Erst mal Tach, Hans Richard und willkommen in der HE. Du wirst hoffentlich feststellen, dass es hier noch viele weitere interessante Themen gibt, nicht nur die "Causa A. Fuhr".
"Generell ist im Sport die Wortwahl sicher oft gröber als im normalen Alltagsgeschehen, häufig nicht druckreif. Es geht aber nie um persönliche Beleidigungen, sondern geschieht im Eifer des Gefechts und der Emotion." Das ist ein Satz aus dem mittleren 20. Jahrhundert und sollte den Kommunikations-Verantwortlichen um die Ohren gehauen werden. Er legitimiert Respektlosigkeit gegenüber und Erniedrigung von Frauen. Auch "im Eifer des Gefechts" dürfen Führungskräfte wie Trainer nicht mal ansatzweise beleidigend auftreten. Wer das nicht kapiert, wer diesbezüglich seine Emotionen nicht im Griff hat, hat auf einer Trainerbank nichts mehr verloren.
Ich hab mal die gleiche Textstelle ausgesucht wie mein Vorredner. Warum? Weil mir dieser Satz genau so sauer aufgestoßen ist wie dir. Das wurde und wird ja so oder so ähnlich häufiger angeführt, um verbale Entgleisungen im Sport ein Stück weit zu rechtfertigen. Wenn damit gemeint ist, dass man in der Hitze des Gefechts nicht jedes Wort auf die Goldwaage legen darf - ok. Wenn damit gemeint ist, dass es dem Sport alle Emotionen nimmt, wenn ich auch auf der Bank jeden Satz von einem Kommunikationsanwalt absegnen lassen muss - kann ich auch mit. Aber ich bin voll und ganz bei dir, wenn du den Verweis auf die besondere Drucksituation als "Legitimation für Respektlosgkeit und Erniedrigung" empfindest.

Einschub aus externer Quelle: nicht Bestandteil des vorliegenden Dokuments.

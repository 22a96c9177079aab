//! Key strategies: the pluggable hash and equality pair a table is built with.
//!
//! A table never hashes or compares keys on its own. Every key operation
//! goes through a `KeyHasher` and a `KeyEquality` chosen at construction
//! and fixed for the table's lifetime. Plain functions and closures are
//! strategies too:
//!
//! ```
//! use chain_table::ChainedMap;
//!
//! let mut ids: ChainedMap<u32, &str, _, _> = ChainedMap::with_capacity_and_strategy(
//!     8,
//!     |k: &u32| *k as i32,
//!     |a: &u32, b: &u32| a == b,
//! )
//! .unwrap();
//! ids.set(7, "seven").unwrap();
//! assert_eq!(ids.get(&7), Some(&"seven"));
//! ```
//!
//! Equal keys must produce equal hashes. The table does not check this;
//! a strategy that breaks it makes lookups miss.

/// Maps a key to the signed hash code the table buckets it by.
pub trait KeyHasher<K: ?Sized> {
    fn hash_key(&self, key: &K) -> i32;
}

/// Decides whether two keys denote the same entry.
pub trait KeyEquality<K: ?Sized> {
    fn keys_equal(&self, a: &K, b: &K) -> bool;

    /// Identity check the table runs before comparing hashes. For reference
    /// keys this is "both point at the same object", which matches even when
    /// `keys_equal` would not (a NaN, say). It must only return `true` for
    /// keys `keys_equal` would also accept if it were reflexive.
    #[inline]
    fn same_ref(&self, a: &K, b: &K) -> bool {
        let _ = (a, b);
        false
    }
}

impl<K: ?Sized, F> KeyHasher<K> for F
where
    F: Fn(&K) -> i32,
{
    #[inline]
    fn hash_key(&self, key: &K) -> i32 {
        self(key)
    }
}

impl<K: ?Sized, F> KeyEquality<K> for F
where
    F: Fn(&K, &K) -> bool,
{
    #[inline]
    fn keys_equal(&self, a: &K, b: &K) -> bool {
        self(a, b)
    }
}

// Bytes up to (not including) the first NUL, like `strlen`.
#[inline]
fn c_str_bytes(bytes: &[u8]) -> &[u8] {
    match bytes.iter().position(|&b| b == 0) {
        Some(end) => &bytes[..end],
        None => bytes,
    }
}

/// Default hash: the key is read as a NUL-terminated byte string.
///
/// Seeds the accumulator with the string length, then folds every byte
/// in as `h = h * 31 + byte`, treating bytes as signed chars. Arithmetic
/// wraps.
#[derive(Debug, Clone, Copy, Default, PartialEq, Eq)]
pub struct CStrHash;

impl<K> KeyHasher<K> for CStrHash
where
    K: AsRef<[u8]> + ?Sized,
{
    fn hash_key(&self, key: &K) -> i32 {
        let bytes = c_str_bytes(key.as_ref());
        bytes.iter().fold(bytes.len() as i32, |h, &b| {
            h.wrapping_mul(31).wrapping_add(b as i8 as i32)
        })
    }
}

/// Default equality: byte-wise comparison of the NUL-terminated contents.
#[derive(Debug, Clone, Copy, Default, PartialEq, Eq)]
pub struct CStrEq;

impl<K> KeyEquality<K> for CStrEq
where
    K: AsRef<[u8]> + ?Sized,
{
    fn keys_equal(&self, a: &K, b: &K) -> bool {
        c_str_bytes(a.as_ref()) == c_str_bytes(b.as_ref())
    }

    // Same bytes at the same address: a `&str` key passed back in, or a
    // buffer the caller shares between entries.
    #[inline]
    fn same_ref(&self, a: &K, b: &K) -> bool {
        core::ptr::eq(a.as_ref(), b.as_ref())
    }
}

/// Hashes a reference key by the address it points to.
///
/// Pair with [`IdentityEq`] to key a table by object identity rather than
/// contents.
#[derive(Debug, Clone, Copy, Default, PartialEq, Eq)]
pub struct IdentityHash;

impl<'a, T: ?Sized> KeyHasher<&'a T> for IdentityHash {
    fn hash_key(&self, key: &&'a T) -> i32 {
        let addr = *key as *const T as *const () as usize as u64;
        // Aligned addresses have zero low bits; mix them into the bits the mask keeps.
        (addr.wrapping_mul(0x9E37_79B9_7F4A_7C15) >> 32) as i32
    }
}

/// Two reference keys are equal when they point at the same object.
#[derive(Debug, Clone, Copy, Default, PartialEq, Eq)]
pub struct IdentityEq;

impl<'a, T: ?Sized> KeyEquality<&'a T> for IdentityEq {
    fn keys_equal(&self, a: &&'a T, b: &&'a T) -> bool {
        core::ptr::eq(*a, *b)
    }

    #[inline]
    fn same_ref(&self, a: &&'a T, b: &&'a T) -> bool {
        core::ptr::eq(*a, *b)
    }
}

/// Compares reference keys by their pointees with `F`, after an identity
/// check on the references themselves.
///
/// A reference that is already in the table always finds its entry, even if
/// `F` is not reflexive for it.
#[derive(Debug, Clone, Copy, Default)]
pub struct RefEq<F>(pub F);

impl<'a, T: ?Sized, F> KeyEquality<&'a T> for RefEq<F>
where
    F: Fn(&T, &T) -> bool,
{
    fn keys_equal(&self, a: &&'a T, b: &&'a T) -> bool {
        (self.0)(*a, *b)
    }

    #[inline]
    fn same_ref(&self, a: &&'a T, b: &&'a T) -> bool {
        core::ptr::eq(*a, *b)
    }
}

Ich bin seit mehr als 30 Jahren Trainer, nicht im Leistungshandball, aber im weiblichen Bereich in allen Altersklassen von den Minis bis zu den Frauen. Ich kommuniziere unter Druck, also in erster Linie während des Spiels, auch anders als entspannt und reflektiert im Training. Ich bin auch nicht immer sachlich in meiner Wortwahl, ich habe vor allem eine völlig andere Lautstärke - soll heißen, ich brülle mir auch mal die Seele aus dem Leib - und ich hab auch schon meine Wasserflasche hinter die Bank gepfeffert.

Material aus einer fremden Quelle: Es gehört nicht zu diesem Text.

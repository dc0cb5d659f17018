// Shared wiring so tests can `use crate::helpers::*;`
#![allow(dead_code)]

use std::time::Duration;

use dalal::{Dalal, DalalBuilder, DalalConfig, ForecastConfig};
use dalal_mock::{FeedController, MockQuoteFeed, MockSeriesProvider, SeriesController};
use tempfile::TempDir;

pub const RELIANCE: &str = "RELIANCE";
pub const TCS: &str = "TCS";
pub const INFY: &str = "INFY";

/// Number of instruments in the built-in registry.
pub const UNIVERSE: usize = 30;

/// A service over scripted upstreams and a throwaway cache directory.
///
/// The `TempDir` must outlive the service, so it travels with it.
pub struct Harness {
    pub dalal: Dalal,
    pub feed: FeedController,
    pub series: SeriesController,
    pub dir: TempDir,
}

/// Engine parameters small enough to keep test computations quick.
pub fn light_forecast() -> ForecastConfig {
    ForecastConfig {
        max_ar: 2,
        max_ma: 2,
        simulation_paths: 60,
        garch_max_iter: 120,
        ..ForecastConfig::default()
    }
}

/// Configuration with short upstream deadlines and no pause between batches.
pub fn quick_config() -> DalalConfig {
    let mut cfg = DalalConfig::default();
    cfg.quotes.batch_pause = Duration::ZERO;
    cfg.quotes.bulk_timeout = Duration::from_secs(5);
    cfg.quotes.batch_timeout = Duration::from_secs(5);
    cfg.forecast = light_forecast();
    cfg.store.history_timeout = Duration::from_secs(10);
    cfg.store.lock_wait_timeout = Some(Duration::from_secs(60));
    cfg
}

/// Builder preloaded with mocks, a temp cache dir and [`quick_config`].
pub fn builder_with(cfg: DalalConfig) -> (DalalBuilder, FeedController, SeriesController, TempDir) {
    let (feed, feed_ctl) = MockQuoteFeed::new_with_controller("mock-feed");
    let (series, series_ctl) = MockSeriesProvider::new_with_controller("mock-series");
    let dir = tempfile::tempdir().expect("tempdir");
    let builder = Dalal::builder()
        .quote_feed(feed)
        .price_series(series)
        .config(cfg)
        .cache_dir(dir.path());
    (builder, feed_ctl, series_ctl, dir)
}

pub fn harness_with(cfg: DalalConfig) -> Harness {
    let (builder, feed, series, dir) = builder_with(cfg);
    Harness {
        dalal: builder.build().expect("build"),
        feed,
        series,
        dir,
    }
}

pub fn harness() -> Harness {
    harness_with(quick_config())
}

/// Venue tickers of the built-in registry, in registry order.
pub fn tickers() -> Vec<String> {
    dalal::Registry::nse_large_caps().venue_tickers()
}

/// Poll `cond` every few milliseconds until it holds or `within` elapses.
pub async fn eventually<F, Fut>(within: Duration, mut cond: F) -> bool
where
    F: FnMut() -> Fut,
    Fut: std::future::Future<Output = bool>,
{
    let deadline = tokio::time::Instant::now() + within;
    loop {
        if cond().await {
            return true;
        }
        if tokio::time::Instant::now() >= deadline {
            return false;
        }
        tokio::time::sleep(Duration::from_millis(10)).await;
    }
}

Kleiner Exkurs: Ich finde, das gehört auch ein Stück weit dazu. Teilweise, weil ich den Ärger raus lassen muss, um nicht daran zu ersticken. Teilweise, weil ich nicht als Eisklotz rumstehen kann, wenn ich meinen Mädels Leidenschaft und eine 100%-Einstellung vermitteln will. Aber auch das hat Grenzen. Zwei Beispiele: Ich muss als Trainer erkennen, ob ich es mit Verunsicherung oder mit Lustlosigkeit zu tun habe. Erfordert eine völlig unterschiedliche Kommunikation. Oder ich muss in der Kommunikation mit dem Schiedsrichter jederzeit bedenken, ob ich gerade meiner Mannschaft helfe oder ihr schade. Das ist eine Professionalität, die ich von den hauptamtlichen Kollegen noch viel stärker einfordern kann.
Aber, und jetzt kommt´s: Nie, nie, nie kämen mir Begriffe wie "fett" über die Lippen, um den Körper einer Spielerin zu beschreiben. Meine Mädels werfen auch keine "schwulen" Bälle, obwohl ich sicher in jedem Spiel und in jedem Training mit dem einer Menge erbärmlicher Zuspiele oder Würfe leben muss. (Immer vorausgesetzt, dass die Zitate aus dem Spiegel-Artikel stimmen.) Das ist ein Mindestmaß an Respekt gegenüber den Menschen, mit denen ich es zu tun habe, das ich mir auch nicht mit noch so viel Verweisen auf die manchmal etwas rauhere Luft im Leistungssport wegdiskutieren lasse.
Niemand ist gezwungen, im weiblichen Bereich zu arbeiten. Aber wer das tut, sollte wissen, wie heikel manche Themen hier sind, gerade bei jungen Spielerinnen. Wer das nicht drauf hat, ist schlicht fehl am Platz.
Ich weiß, das ist nur ein Teilaspekt dieses Themas. Aber der Kollege hat mich angeregt, meinen Senf zu genau diesem Punkt beizutragen. Weil das in meinen Augen tatsächlich vor allem der Verharmlosung und Relativierung dient.